Items from a dataset
= = = = =

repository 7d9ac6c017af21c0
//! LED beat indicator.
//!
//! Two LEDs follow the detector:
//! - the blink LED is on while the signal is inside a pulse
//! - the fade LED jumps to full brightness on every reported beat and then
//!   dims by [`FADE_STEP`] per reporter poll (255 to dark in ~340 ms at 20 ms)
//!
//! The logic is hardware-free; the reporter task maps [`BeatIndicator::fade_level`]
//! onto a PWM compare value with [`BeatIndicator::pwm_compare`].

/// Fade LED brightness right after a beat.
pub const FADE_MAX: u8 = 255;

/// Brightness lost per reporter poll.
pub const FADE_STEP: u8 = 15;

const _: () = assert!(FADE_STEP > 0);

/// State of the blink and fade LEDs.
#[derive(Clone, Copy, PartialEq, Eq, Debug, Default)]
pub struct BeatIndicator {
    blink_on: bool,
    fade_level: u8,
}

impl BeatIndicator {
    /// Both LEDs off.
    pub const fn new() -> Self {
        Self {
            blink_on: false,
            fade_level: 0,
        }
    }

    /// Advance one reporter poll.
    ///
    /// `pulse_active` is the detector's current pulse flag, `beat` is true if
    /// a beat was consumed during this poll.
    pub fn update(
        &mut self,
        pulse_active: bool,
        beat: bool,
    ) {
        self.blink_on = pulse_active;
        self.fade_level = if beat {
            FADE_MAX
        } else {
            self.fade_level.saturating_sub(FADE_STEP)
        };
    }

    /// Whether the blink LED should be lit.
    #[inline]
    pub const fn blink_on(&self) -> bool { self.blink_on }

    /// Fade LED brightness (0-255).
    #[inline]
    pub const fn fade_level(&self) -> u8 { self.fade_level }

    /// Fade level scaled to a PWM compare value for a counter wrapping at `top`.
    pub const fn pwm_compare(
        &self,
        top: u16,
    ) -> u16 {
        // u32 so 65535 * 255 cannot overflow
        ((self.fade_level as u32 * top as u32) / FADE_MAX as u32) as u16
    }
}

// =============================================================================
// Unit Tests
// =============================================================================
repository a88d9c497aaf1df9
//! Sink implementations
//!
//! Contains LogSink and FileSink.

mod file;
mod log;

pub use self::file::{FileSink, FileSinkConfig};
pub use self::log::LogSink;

= = = = =

→ **Task description**:
The last part of the records is the answer, beginning at the line that holds "repository a88d9c497aaf1df9" and including the final line, repeated exactly.

→ **Task answer**:
repository a88d9c497aaf1df9
//! Sink implementations
//!
//! Contains LogSink and FileSink.

mod file;
mod log;

pub use self::file::{FileSink, FileSinkConfig};
pub use self::log::LogSink;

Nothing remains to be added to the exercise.